Only one stretch of the listing below is wanted. Give it again exactly, from the line with "resolve against it." through the line with "pub fn resolve(&self, path: &str)".
--
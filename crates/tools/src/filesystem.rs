//! File tools: `read_file`, `write_file`, `edit_file`, `list_dir`.
//!
//! Every path goes through [`PathGuard`] first. With a workspace restriction
//! configured, paths resolving outside it are refused; sensitive locations
//! (`~/.ssh`, `/etc/shadow`, ...) are always refused.

use std::path::{Path, PathBuf};

use async_trait::async_trait;
use nanoclaw_config::expand_tilde;
use nanoclaw_core::error::ToolError;
use nanoclaw_core::tool::{Tool, ToolResult};
use tracing::debug;

/// Prefixes no file tool may touch.
pub const DEFAULT_FORBIDDEN_PATHS: &[&str] = &[
    "~/.ssh",
    "~/.gnupg",
    "~/.aws",
    "/etc/shadow",
    "/etc/sudoers",
];

/// Error returned when path validation fails.
#[derive(Debug, thiserror::Error)]
pub enum PathValidationError {
    #[error("Path '{path}' is outside allowed directory {root}")]
    OutsideAllowedDir { path: String, root: String },

    #[error("Path '{path}' matches forbidden pattern '{pattern}'")]
    ForbiddenPath { path: String, pattern: String },

    #[error("Path traversal detected in '{path}'")]
    PathTraversal { path: String },

    #[error("Failed to resolve path '{path}': {reason}")]
    ResolveFailed { path: String, reason: String },
}

/// Resolves tool-supplied paths and enforces the sandbox.
#[derive(Debug, Clone)]
pub struct PathGuard {
    allowed_dir: Option<PathBuf>,
    forbidden_paths: Vec<String>,
}

impl Default for PathGuard {
    fn default() -> Self {
        Self::unrestricted()
    }
}

impl PathGuard {
    /// Any path except the forbidden defaults.
    pub fn unrestricted() -> Self {
        Self {
            allowed_dir: None,
            forbidden_paths: DEFAULT_FORBIDDEN_PATHS.iter().map(|s| s.to_string()).collect(),
        }
    }

    /// Only paths under `dir`. Relative paths resolve against it.
    pub fn restricted_to(dir: impl Into<PathBuf>) -> Self {
        Self {
            allowed_dir: Some(dir.into()),
            ..Self::unrestricted()
        }
    }

    pub fn allowed_dir(&self) -> Option<&Path> {
        self.allowed_dir.as_deref()
    }

    /// Validate `path` and return its resolved absolute form.
    pub fn resolve(&self, path: &str) -> Result<PathBuf, PathValidationError> {
        let normalized = path.replace('\\', "/");
        if normalized.contains("../") || normalized.contains("/..") || normalized == ".." {
            return Err(PathValidationError::PathTraversal { path: path.into() });
        }

        let expanded = expand_tilde(path);
        let absolute = if expanded.is_absolute() {
            expanded
        } else if let Some(dir) = &self.allowed_dir {
            dir.join(expanded)
        } else {
            std::env::current_dir()
                .map(|cwd| cwd.join(&expanded))
                .unwrap_or(expanded)
        };

        let resolved = resolve_lenient(&absolute).map_err(|reason| {
            PathValidationError::ResolveFailed {
                path: path.into(),
                reason,
            }
        })?;

        for pattern in &self.forbidden_paths {
            if resolved.starts_with(expand_tilde(pattern)) {
                return Err(PathValidationError::ForbiddenPath {
                    path: path.into(),
                    pattern: pattern.clone(),
                });
            }
        }

        if let Some(dir) = &self.allowed_dir {
            let root = resolve_lenient(dir).unwrap_or_else(|_| dir.clone());
            if !resolved.starts_with(&root) {
                return Err(PathValidationError::OutsideAllowedDir {
                    path: path.into(),
                    root: root.display().to_string(),
                });
            }
        }

        Ok(resolved)
    }

    fn check(&self, tool_name: &str, path: &str) -> Result<PathBuf, ToolError> {
        self.resolve(path).map_err(|e| ToolError::PermissionDenied {
            tool_name: tool_name.into(),
            reason: e.to_string(),
        })
    }
}

/// Canonicalize the longest existing ancestor of `path` and re-append the
/// components that do not exist yet (files about to be written).
fn resolve_lenient(path: &Path) -> Result<PathBuf, String> {
    let mut existing = path;
    let mut missing = Vec::new();
    while !existing.exists() {
        match (existing.parent(), existing.file_name()) {
            (Some(parent), Some(name)) => {
                missing.push(name.to_os_string());
                existing = parent;
            }
            _ => return Ok(path.to_path_buf()),
        }
    }

    let mut resolved = existing.canonicalize().map_err(|e| e.to_string())?;
    for name in missing.iter().rev() {
        resolved.push(name);
    }
    Ok(resolved)
}

fn required_str<'a>(arguments: &'a serde_json::Value, key: &str) -> Result<&'a str, ToolError> {
    arguments[key]
        .as_str()
        .ok_or_else(|| ToolError::InvalidArguments(format!("Missing '{key}' argument")))
}

pub struct ReadFileTool {
    guard: PathGuard,
}

impl ReadFileTool {
    pub fn new(guard: PathGuard) -> Self {
        Self { guard }
    }
}

#[async_trait]
impl Tool for ReadFileTool {
    fn name(&self) -> &str {
        "read_file"
    }

    fn description(&self) -> &str {
        "Read the contents of a file at the given path."
    }

    fn parameters_schema(&self) -> serde_json::Value {
        serde_json::json!({
            "type": "object",
            "properties": {
                "path": {
                    "type": "string",
                    "description": "The file path to read"
                }
            },
            "required": ["path"]
        })
    }

    async fn execute(&self, arguments: serde_json::Value) -> Result<ToolResult, ToolError> {
        let path = required_str(&arguments, "path")?;
        let resolved = self.guard.check(self.name(), path)?;

        if !resolved.exists() {
            return Ok(ToolResult::error(format!("File not found: {path}")));
        }
        if !resolved.is_file() {
            return Ok(ToolResult::error(format!("Not a file: {path}")));
        }

        match tokio::fs::read_to_string(&resolved).await {
            Ok(content) => Ok(ToolResult::ok(content)),
            Err(e) => Err(ToolError::ExecutionFailed {
                tool_name: self.name().into(),
                reason: format!("Failed to read '{path}': {e}"),
            }),
        }
    }
}

pub struct WriteFileTool {
    guard: PathGuard,
}

impl WriteFileTool {
    pub fn new(guard: PathGuard) -> Self {
        Self { guard }
    }
}

#[async_trait]
impl Tool for WriteFileTool {
    fn name(&self) -> &str {
        "write_file"
    }

    fn description(&self) -> &str {
        "Write content to a file at the given path. Creates parent directories if needed."
    }

    fn parameters_schema(&self) -> serde_json::Value {
        serde_json::json!({
            "type": "object",
            "properties": {
                "path": {
                    "type": "string",
                    "description": "The file path to write to"
                },
                "content": {
                    "type": "string",
                    "description": "The content to write"
                }
            },
            "required": ["path", "content"]
        })
    }

    async fn execute(&self, arguments: serde_json::Value) -> Result<ToolResult, ToolError> {
        let path = required_str(&arguments, "path")?;
        let content = required_str(&arguments, "content")?;
        let resolved = self.guard.check(self.name(), path)?;

        let write_err = |e: std::io::Error| ToolError::ExecutionFailed {
            tool_name: "write_file".into(),
            reason: format!("Failed to write '{path}': {e}"),
        };

        if let Some(parent) = resolved.parent() {
            tokio::fs::create_dir_all(parent).await.map_err(write_err)?;
        }
        tokio::fs::write(&resolved, content)
            .await
            .map_err(write_err)?;

        debug!(path = %resolved.display(), bytes = content.len(), "File written");
        Ok(ToolResult::ok(format!(
            "Successfully wrote {} bytes to {path}",
            content.len()
        )))
    }
}

/// Replace one exact occurrence of `old_text` in a file.
pub struct EditFileTool {
    guard: PathGuard,
}

impl EditFileTool {
    pub fn new(guard: PathGuard) -> Self {
        Self { guard }
    }
}

#[async_trait]
impl Tool for EditFileTool {
    fn name(&self) -> &str {
        "edit_file"
    }

    fn description(&self) -> &str {
        "Edit a file by replacing old_text with new_text. old_text must appear exactly once in the file."
    }

    fn parameters_schema(&self) -> serde_json::Value {
        serde_json::json!({
            "type": "object",
            "properties": {
                "path": {
                    "type": "string",
                    "description": "The file path to edit"
                },
                "old_text": {
                    "type": "string",
                    "description": "The exact text to find and replace"
                },
                "new_text": {
                    "type": "string",
                    "description": "The text to replace it with"
                }
            },
            "required": ["path", "old_text", "new_text"]
        })
    }

    async fn execute(&self, arguments: serde_json::Value) -> Result<ToolResult, ToolError> {
        let path = required_str(&arguments, "path")?;
        let old_text = required_str(&arguments, "old_text")?;
        let new_text = required_str(&arguments, "new_text")?;
        let resolved = self.guard.check(self.name(), path)?;

        if old_text.is_empty() {
            return Err(ToolError::InvalidArguments("'old_text' must not be empty".into()));
        }
        if !resolved.is_file() {
            return Ok(ToolResult::error(format!("File not found: {path}")));
        }

        let io_err = |e: std::io::Error| ToolError::ExecutionFailed {
            tool_name: "edit_file".into(),
            reason: format!("Failed to edit '{path}': {e}"),
        };

        let content = tokio::fs::read_to_string(&resolved).await.map_err(io_err)?;
        match content.matches(old_text).count() {
            0 => {
                return Ok(ToolResult::error(format!(
                    "old_text not found in {path}. Make sure it matches exactly."
                )));
            }
            1 => {}
            n => {
                return Ok(ToolResult::error(format!(
                    "old_text appears {n} times in {path}. Provide more context to make it unique."
                )));
            }
        }

        let updated = content.replacen(old_text, new_text, 1);
        tokio::fs::write(&resolved, updated).await.map_err(io_err)?;

        debug!(path = %resolved.display(), "File edited");
        Ok(ToolResult::ok(format!("Successfully edited {path}")))
    }
}

pub struct ListDirTool {
    guard: PathGuard,
}

impl ListDirTool {
    pub fn new(guard: PathGuard) -> Self {
        Self { guard }
    }
}

#[async_trait]
impl Tool for ListDirTool {
    fn name(&self) -> &str {
        "list_dir"
    }

    fn description(&self) -> &str {
        "List the contents of a directory."
    }

    fn parameters_schema(&self) -> serde_json::Value {
        serde_json::json!({
            "type": "object",
            "properties": {
                "path": {
                    "type": "string",
                    "description": "The directory path to list"
                }
            },
            "required": ["path"]
        })
    }

    async fn execute(&self, arguments: serde_json::Value) -> Result<ToolResult, ToolError> {
        let path = required_str(&arguments, "path")?;
        let resolved = self.guard.check(self.name(), path)?;

        if !resolved.exists() {
            return Ok(ToolResult::error(format!("Directory not found: {path}")));
        }
        if !resolved.is_dir() {
            return Ok(ToolResult::error(format!("Not a directory: {path}")));
        }

        let list_err = |e: std::io::Error| ToolError::ExecutionFailed {
            tool_name: "list_dir".into(),
            reason: format!("Failed to list '{path}': {e}"),
        };

        let mut entries = Vec::new();
        let mut read_dir = tokio::fs::read_dir(&resolved).await.map_err(list_err)?;
        while let Some(entry) = read_dir.next_entry().await.map_err(list_err)? {
            let is_dir = entry.file_type().await.map(|t| t.is_dir()).unwrap_or(false);
            let name = entry.file_name().to_string_lossy().into_owned();
            entries.push((name, is_dir));
        }

        if entries.is_empty() {
            return Ok(ToolResult::ok(format!("Directory {path} is empty")));
        }

        entries.sort();
        let lines: Vec<String> = entries
            .into_iter()
            .map(|(name, is_dir)| {
                if is_dir {
                    format!("[dir]  {name}/")
                } else {
                    format!("[file] {name}")
                }
            })
            .collect();
        Ok(ToolResult::ok(lines.join("\n")))
    }
}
--
Task output
    /// Only paths under `dir`. Relative paths resolve against it.
    pub fn restricted_to(dir: impl Into<PathBuf>) -> Self {
        Self {
            allowed_dir: Some(dir.into()),
            ..Self::unrestricted()
        }
    }

    pub fn allowed_dir(&self) -> Option<&Path> {
        self.allowed_dir.as_deref()
    }

    /// Validate `path` and return its resolved absolute form.
    pub fn resolve(&self, path: &str) -> Result<PathBuf, PathValidationError> {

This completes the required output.